» YOUR ASSIGNMENT
Lines from the records below that contain the word "discountEndDate" are to be copied out.

» PROVIDED DATA
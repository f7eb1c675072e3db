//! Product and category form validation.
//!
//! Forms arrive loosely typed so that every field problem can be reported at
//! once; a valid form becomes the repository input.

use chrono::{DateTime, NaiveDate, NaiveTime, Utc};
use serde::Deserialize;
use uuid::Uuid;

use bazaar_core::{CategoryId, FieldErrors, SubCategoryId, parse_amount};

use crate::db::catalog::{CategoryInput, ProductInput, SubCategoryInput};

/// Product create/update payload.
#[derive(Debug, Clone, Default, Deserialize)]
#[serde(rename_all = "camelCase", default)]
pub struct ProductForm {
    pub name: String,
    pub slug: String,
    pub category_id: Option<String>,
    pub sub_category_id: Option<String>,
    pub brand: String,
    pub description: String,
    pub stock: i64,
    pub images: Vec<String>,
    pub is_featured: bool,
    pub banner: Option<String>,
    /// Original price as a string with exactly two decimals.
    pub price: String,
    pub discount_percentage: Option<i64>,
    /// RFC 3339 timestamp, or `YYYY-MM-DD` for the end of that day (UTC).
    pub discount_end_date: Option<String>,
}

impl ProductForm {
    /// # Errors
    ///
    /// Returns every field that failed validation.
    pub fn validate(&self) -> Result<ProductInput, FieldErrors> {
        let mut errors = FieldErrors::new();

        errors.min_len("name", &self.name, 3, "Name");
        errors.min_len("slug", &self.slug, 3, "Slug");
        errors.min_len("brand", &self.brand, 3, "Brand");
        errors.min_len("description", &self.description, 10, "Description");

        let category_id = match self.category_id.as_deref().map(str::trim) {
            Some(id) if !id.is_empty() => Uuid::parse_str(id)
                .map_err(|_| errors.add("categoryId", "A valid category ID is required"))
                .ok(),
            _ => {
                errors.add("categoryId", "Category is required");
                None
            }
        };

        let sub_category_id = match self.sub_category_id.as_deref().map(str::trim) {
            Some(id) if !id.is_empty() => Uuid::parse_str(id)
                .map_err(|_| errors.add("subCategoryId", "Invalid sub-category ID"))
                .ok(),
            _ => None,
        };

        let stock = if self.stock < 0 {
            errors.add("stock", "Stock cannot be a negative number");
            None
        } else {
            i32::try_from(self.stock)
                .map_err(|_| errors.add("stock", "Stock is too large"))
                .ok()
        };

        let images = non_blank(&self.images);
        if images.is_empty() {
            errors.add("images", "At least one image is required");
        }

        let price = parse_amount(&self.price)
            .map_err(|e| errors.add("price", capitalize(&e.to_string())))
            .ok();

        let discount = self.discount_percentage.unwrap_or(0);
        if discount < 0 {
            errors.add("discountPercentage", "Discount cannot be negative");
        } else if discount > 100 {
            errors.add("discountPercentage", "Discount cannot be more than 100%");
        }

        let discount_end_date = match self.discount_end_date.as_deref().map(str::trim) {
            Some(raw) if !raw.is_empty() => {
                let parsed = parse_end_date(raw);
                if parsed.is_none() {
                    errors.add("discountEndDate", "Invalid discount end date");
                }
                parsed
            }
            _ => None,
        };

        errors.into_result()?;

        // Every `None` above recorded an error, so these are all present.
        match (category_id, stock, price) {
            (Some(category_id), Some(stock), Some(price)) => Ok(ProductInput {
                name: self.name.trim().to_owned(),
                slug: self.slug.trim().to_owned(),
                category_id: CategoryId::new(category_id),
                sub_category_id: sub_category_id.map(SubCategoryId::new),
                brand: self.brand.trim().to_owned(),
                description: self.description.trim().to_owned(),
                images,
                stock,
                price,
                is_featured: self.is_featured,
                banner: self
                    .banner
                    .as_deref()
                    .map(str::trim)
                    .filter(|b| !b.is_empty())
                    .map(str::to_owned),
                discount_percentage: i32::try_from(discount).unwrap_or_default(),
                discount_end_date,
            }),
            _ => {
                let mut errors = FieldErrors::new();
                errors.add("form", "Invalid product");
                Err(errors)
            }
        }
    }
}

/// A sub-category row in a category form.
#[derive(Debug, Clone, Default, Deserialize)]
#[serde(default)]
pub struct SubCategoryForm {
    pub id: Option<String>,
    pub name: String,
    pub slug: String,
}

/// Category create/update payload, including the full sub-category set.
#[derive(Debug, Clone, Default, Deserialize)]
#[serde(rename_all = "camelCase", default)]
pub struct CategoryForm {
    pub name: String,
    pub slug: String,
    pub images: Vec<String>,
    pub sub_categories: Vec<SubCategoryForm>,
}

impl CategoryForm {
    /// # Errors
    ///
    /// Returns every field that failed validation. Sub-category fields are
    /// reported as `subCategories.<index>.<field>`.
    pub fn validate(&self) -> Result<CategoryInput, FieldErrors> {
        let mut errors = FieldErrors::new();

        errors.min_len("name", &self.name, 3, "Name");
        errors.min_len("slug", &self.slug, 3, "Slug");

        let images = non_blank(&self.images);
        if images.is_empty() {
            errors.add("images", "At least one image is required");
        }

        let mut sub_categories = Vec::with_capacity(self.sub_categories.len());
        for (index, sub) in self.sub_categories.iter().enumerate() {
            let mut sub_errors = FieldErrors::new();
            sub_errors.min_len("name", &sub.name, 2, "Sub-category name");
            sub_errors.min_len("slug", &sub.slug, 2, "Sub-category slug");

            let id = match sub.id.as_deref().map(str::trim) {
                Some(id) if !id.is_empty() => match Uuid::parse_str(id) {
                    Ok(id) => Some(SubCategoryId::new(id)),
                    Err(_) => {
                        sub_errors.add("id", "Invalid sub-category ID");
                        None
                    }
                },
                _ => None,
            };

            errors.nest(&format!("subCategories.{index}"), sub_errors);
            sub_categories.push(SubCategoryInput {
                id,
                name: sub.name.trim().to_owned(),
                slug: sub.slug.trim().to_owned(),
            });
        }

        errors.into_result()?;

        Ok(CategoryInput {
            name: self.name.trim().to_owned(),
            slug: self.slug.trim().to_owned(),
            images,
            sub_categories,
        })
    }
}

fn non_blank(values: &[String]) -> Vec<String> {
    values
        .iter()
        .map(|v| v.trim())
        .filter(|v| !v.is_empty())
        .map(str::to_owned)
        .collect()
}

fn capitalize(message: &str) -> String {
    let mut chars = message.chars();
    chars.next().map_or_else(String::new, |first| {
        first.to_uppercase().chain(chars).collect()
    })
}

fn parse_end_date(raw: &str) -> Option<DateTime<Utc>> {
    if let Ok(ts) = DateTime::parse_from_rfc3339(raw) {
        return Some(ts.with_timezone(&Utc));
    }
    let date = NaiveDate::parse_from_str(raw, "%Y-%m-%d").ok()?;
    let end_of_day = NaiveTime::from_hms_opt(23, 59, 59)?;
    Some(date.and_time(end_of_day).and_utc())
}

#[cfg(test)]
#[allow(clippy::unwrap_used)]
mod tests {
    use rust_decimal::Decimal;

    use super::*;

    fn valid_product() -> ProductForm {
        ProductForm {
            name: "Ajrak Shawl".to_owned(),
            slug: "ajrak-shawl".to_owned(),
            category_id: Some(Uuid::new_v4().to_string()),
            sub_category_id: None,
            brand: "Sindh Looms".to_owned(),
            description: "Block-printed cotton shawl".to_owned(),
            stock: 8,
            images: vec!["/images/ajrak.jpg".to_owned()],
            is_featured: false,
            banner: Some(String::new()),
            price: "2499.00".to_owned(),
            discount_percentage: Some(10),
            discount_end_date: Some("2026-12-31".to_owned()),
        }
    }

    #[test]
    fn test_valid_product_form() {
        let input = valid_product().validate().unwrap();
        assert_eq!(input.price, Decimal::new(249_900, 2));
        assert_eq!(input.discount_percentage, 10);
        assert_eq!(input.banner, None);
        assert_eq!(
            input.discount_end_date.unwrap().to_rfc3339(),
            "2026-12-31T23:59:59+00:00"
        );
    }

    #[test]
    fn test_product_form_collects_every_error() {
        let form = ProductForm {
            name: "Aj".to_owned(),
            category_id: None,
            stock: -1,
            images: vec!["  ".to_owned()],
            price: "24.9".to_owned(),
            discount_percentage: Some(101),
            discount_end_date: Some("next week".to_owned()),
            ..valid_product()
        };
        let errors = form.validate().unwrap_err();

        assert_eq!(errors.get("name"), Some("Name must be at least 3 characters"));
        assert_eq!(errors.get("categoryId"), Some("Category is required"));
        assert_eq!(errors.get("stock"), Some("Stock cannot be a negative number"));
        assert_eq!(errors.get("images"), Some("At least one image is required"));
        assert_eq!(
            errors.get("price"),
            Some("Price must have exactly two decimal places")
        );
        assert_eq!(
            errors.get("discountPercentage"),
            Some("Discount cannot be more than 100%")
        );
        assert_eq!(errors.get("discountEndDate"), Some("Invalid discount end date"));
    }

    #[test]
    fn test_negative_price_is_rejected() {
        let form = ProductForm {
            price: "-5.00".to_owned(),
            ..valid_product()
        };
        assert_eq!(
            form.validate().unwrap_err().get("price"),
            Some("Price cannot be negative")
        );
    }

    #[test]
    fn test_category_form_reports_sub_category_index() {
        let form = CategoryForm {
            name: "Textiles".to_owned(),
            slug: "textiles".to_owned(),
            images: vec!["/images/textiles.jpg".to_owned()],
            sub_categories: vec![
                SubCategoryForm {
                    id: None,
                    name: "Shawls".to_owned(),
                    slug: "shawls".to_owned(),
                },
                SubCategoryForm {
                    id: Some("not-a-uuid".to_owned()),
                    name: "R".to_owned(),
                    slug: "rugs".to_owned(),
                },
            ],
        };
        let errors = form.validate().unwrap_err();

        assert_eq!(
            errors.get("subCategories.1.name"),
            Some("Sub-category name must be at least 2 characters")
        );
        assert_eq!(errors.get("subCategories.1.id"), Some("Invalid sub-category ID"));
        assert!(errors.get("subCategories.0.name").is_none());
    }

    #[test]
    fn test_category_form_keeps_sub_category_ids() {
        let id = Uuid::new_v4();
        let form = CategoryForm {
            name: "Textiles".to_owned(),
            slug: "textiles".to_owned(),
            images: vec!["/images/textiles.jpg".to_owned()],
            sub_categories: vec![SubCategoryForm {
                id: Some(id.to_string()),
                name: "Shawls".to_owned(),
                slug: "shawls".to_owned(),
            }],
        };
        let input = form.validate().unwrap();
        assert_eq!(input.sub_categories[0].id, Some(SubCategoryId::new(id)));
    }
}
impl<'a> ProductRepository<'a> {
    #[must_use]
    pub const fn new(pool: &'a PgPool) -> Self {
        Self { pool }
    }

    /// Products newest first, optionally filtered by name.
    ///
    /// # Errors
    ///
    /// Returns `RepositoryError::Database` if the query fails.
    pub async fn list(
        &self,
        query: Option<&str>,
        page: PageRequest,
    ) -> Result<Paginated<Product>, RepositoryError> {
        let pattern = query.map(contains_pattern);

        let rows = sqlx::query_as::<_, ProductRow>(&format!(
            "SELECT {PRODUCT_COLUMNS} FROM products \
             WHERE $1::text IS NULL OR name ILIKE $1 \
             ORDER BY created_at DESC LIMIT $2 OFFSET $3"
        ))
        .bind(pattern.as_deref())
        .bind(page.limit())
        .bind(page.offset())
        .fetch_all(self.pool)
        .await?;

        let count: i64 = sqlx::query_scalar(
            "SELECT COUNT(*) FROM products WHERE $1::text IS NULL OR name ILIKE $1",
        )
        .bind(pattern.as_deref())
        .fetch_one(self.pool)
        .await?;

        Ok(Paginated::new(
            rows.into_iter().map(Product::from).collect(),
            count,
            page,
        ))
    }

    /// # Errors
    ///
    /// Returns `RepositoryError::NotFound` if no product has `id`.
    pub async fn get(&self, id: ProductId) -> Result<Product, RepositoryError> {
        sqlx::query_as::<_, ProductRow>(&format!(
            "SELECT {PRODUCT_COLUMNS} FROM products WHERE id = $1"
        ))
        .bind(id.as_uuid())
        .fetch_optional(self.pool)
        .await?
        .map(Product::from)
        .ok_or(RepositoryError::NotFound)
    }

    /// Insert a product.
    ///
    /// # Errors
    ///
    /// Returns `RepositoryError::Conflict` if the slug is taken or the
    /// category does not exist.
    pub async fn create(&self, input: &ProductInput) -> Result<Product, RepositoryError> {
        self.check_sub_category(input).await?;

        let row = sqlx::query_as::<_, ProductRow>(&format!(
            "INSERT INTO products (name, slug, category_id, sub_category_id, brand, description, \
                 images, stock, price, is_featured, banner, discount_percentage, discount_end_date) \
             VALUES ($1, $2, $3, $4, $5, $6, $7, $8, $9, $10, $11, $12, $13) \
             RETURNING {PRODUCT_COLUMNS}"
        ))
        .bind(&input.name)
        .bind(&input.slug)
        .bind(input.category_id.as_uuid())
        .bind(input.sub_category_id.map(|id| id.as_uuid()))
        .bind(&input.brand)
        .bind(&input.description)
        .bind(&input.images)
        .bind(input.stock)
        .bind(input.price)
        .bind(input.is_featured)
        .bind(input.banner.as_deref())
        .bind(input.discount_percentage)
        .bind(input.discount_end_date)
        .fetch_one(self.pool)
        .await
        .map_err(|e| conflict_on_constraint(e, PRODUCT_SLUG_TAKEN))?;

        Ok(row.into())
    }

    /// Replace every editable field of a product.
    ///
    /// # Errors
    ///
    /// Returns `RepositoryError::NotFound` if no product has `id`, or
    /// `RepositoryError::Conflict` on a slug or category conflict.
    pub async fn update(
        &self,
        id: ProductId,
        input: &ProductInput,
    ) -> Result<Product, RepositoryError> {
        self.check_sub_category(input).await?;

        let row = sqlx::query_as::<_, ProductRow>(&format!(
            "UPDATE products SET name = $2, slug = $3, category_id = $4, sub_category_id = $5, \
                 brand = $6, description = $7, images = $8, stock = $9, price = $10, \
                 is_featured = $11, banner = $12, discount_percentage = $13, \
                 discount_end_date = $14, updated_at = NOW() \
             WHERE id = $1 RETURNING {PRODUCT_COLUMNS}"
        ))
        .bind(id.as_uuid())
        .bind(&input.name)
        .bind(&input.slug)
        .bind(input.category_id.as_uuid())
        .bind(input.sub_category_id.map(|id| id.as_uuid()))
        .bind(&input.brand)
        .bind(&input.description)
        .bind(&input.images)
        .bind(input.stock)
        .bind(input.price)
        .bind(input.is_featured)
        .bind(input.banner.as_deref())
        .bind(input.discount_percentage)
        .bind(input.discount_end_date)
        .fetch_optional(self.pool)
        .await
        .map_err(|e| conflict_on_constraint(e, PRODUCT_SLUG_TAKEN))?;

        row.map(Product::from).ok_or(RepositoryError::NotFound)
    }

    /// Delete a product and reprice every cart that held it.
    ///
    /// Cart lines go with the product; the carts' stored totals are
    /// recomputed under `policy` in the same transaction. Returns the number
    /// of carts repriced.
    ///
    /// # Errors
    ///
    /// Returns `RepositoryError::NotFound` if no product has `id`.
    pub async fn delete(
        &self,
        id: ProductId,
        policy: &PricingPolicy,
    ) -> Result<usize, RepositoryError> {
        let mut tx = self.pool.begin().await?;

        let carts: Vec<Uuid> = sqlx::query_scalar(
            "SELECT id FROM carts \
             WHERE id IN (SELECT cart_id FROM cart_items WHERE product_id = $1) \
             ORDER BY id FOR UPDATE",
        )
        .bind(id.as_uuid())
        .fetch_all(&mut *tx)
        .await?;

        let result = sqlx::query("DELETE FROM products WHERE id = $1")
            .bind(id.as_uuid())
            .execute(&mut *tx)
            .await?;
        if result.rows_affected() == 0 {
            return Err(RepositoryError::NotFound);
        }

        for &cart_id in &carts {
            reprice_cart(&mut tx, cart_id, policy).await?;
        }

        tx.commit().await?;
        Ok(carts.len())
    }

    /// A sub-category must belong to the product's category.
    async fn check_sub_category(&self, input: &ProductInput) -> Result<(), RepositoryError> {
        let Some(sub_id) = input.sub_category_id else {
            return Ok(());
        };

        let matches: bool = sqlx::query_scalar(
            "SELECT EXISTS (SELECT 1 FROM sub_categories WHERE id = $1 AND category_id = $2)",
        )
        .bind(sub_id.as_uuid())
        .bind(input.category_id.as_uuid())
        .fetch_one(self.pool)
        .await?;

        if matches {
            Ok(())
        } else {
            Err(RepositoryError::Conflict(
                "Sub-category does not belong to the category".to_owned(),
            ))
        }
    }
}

» WRITTEN REPLY
                    errors.add("discountEndDate", "Invalid discount end date");
        assert_eq!(errors.get("discountEndDate"), Some("Invalid discount end date"));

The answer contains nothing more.